Inbrija is a potential treatment for systems of OFF periods in people with Parkinson's disease taking a carbidopa/levodopa regimen. An OFF period pertains to the re-emergence of symptoms.
For Acorda, the receipt of the RTF letter from the FDA came after investor Scopia Capital Management LP sent a letter to Acorda's board on Aug. 7 urging the firm "to pursue an immediate review" of its strategic options, including a sale of the entire company.
In a statement issued in response to Scopia's letter, Acorda said its board and management "thoroughly considered options to enhance shareholder value" and "unanimously determined" that focusing on Inbrija and tozadenant, two late-stage programs in Parkinson's disease, "is the best path forward to create value for shareholders."
"A sale of the company at the present time would not adequately compensate shareholders for the potential benefits of the company's late-stage programs," Acorda said.

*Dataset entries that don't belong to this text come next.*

//! Domain layer errors.

use thiserror::Error;

/// 値オブジェクトの生成エラー
#[derive(Debug, Clone, PartialEq, Eq, Error)]
pub enum ValueObjectError {
    #[error("room id must not be empty")]
    RoomIdEmpty,

    #[error("username must not be empty")]
    UsernameEmpty,
}

/// メッセージログ（外部コラボレーター）のエラー
#[derive(Debug, Clone, PartialEq, Eq, Error)]
pub enum MessageLogError {
    #[error("message log unavailable: {0}")]
    Unavailable(String),

    #[error("message log returned malformed data: {0}")]
    Malformed(String),
}

/// プレゼンスストア（外部コラボレーター）のエラー
#[derive(Debug, Clone, PartialEq, Eq, Error)]
pub enum PresenceStoreError {
    #[error("presence store unavailable: {0}")]
    Unavailable(String),
}

/// セッションへの送信エラー
#[derive(Debug, Clone, PartialEq, Eq, Error)]
pub enum SessionSendError {
    #[error("session is closed")]
    Closed,

    #[error("send failed: {0}")]
    Failed(String),
}
//! UseCase: 非アクティブユーザーの定期スイープ
//!
//! 一定間隔で全ルームを走査し、しきい値より長く活動のないユーザーを検出して
//! ルームに `{"type":"userInactive","user":...}` を通知し、プレゼンスから削除します。
//!
//! ## 状態
//!
//! `Idle` と `Sweeping` を交互に繰り返すだけで、終了状態はありません
//! （プロセスの終了までタスクが動き続けます）。
//!
//! ## タイマー
//!
//! 固定レート（`tokio::time::interval`）で動作し、スイープにかかった時間で周期を
//! ずらしません。最初のスイープは起動から 1 周期後です。

use std::{panic::AssertUnwindSafe, sync::Arc};

use futures_util::FutureExt;
use tokio::{
    task::JoinHandle,
    time::{Instant, MissedTickBehavior},
};

use crate::{
    config::InactivityConfig,
    domain::{RoomId, Username},
    infrastructure::{dto::websocket::UserInactiveMessage, message_pusher::SessionRegistry},
};
use roomcast_shared::time::Clock;

use super::presence_tracker::PresenceTracker;

/// 1 回のスイープの結果
#[derive(Debug, Clone, Default, PartialEq, Eq)]
pub struct SweepReport {
    /// 非アクティブとして通知・削除した (ルーム, ユーザー)
    pub evicted: Vec<(RoomId, Username)>,
    /// プレゼンスを参照できなかったルーム
    pub failed_rooms: Vec<RoomId>,
}

/// 非アクティブユーザーのスイーパー
pub struct InactivitySweeper {
    registry: Arc<SessionRegistry>,
    presence: Arc<PresenceTracker>,
    clock: Arc<dyn Clock>,
    config: InactivityConfig,
}

impl InactivitySweeper {
    /// 新しい InactivitySweeper を作成
    ///
    /// `config` は作成時点で検証済み（しきい値・間隔とも正）です。
    pub fn new(
        registry: Arc<SessionRegistry>,
        presence: Arc<PresenceTracker>,
        clock: Arc<dyn Clock>,
        config: InactivityConfig,
    ) -> Self {
        Self {
            registry,
            presence,
            clock,
            config,
        }
    }

    /// バックグラウンドタスクとして起動
    pub fn spawn(self: Arc<Self>) -> JoinHandle<()> {
        tokio::spawn(async move { self.run().await })
    }

    /// スイープを周期的に実行し続ける（戻らない）
    ///
    /// 1 回のスイープでパニックが起きてもループは継続します。
    pub async fn run(&self) {
        let period = self.config.check_interval();
        tracing::info!(
            "Starting inactivity sweeper (threshold: {:?}, interval: {:?})",
            self.config.threshold(),
            period
        );

        let mut interval = tokio::time::interval_at(Instant::now() + period, period);
        interval.set_missed_tick_behavior(MissedTickBehavior::Burst);

        loop {
            interval.tick().await;
            match AssertUnwindSafe(self.sweep_once()).catch_unwind().await {
                Ok(report) => {
                    if !report.evicted.is_empty() {
                        tracing::info!("Evicted {} inactive user(s)", report.evicted.len());
                    }
                }
                Err(_) => {
                    tracing::error!("Inactivity sweep panicked, continuing with next tick");
                }
            }
        }
    }

    /// 全ルームを 1 回スイープ
    ///
    /// ユーザーは `last_active <= now - threshold` のとき非アクティブです（境界を含む）。
    /// ルーム単位・ユーザー単位の失敗は他のルーム・ユーザーの処理を止めません。
    pub async fn sweep_once(&self) -> SweepReport {
        let mut report = SweepReport::default();

        for room_id in self.registry.active_rooms() {
            let cutoff = self.clock.now_millis() - self.config.threshold_millis();
            let stale = match self.presence.stale_users(&room_id, cutoff).await {
                Ok(stale) => stale,
                Err(e) => {
                    tracing::warn!("Skipping room '{}' in inactivity sweep: {}", room_id, e);
                    report.failed_rooms.push(room_id);
                    continue;
                }
            };

            for username in stale {
                tracing::debug!("User '{}' is inactive in room '{}'", username, room_id);
                self.notify_inactive(&room_id, &username).await;
                self.presence.remove_user(&room_id, &username).await;
                report.evicted.push((room_id.clone(), username));
            }
        }

        report
    }

    async fn notify_inactive(&self, room_id: &RoomId, username: &Username) {
        let notice = UserInactiveMessage::from(username);
        match serde_json::to_string(&notice) {
            Ok(payload) => {
                self.registry.broadcast(room_id, &payload, None).await;
            }
            Err(e) => {
                tracing::warn!(
                    "Failed to encode inactivity notice for '{}' in room '{}': {}",
                    username,
                    room_id,
                    e
                );
            }
        }
    }
}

Meanwhile, shares of ImmunoGen Inc. (IMGN - Get Report) jumped 7.1% to $6.92 after the Waltham, Mass.-based firm and Dublin-based Jazz Pharmaceuticals plc (JAZZ - Get Report) unveiled a collaboration and option agreement.
Jazz will have exclusive, worldwide rights to opt into development and commercialization of two early-stage, hematology-related antibody-drug conjugate (ADC) programs, plus another program to be designated during the term of the agreement.
ImmunoGen will be responsible for the development of the three ADC programs prior to any potential opt-in by Jazz.
As part of the pact, Jazz will make a $75 million upfront payment to ImmunoGen. Jazz will also pay up to $100 million in development funding over seven years to support the three ADC programs.
Jazz shares were trading at $145.43, down 0.5%.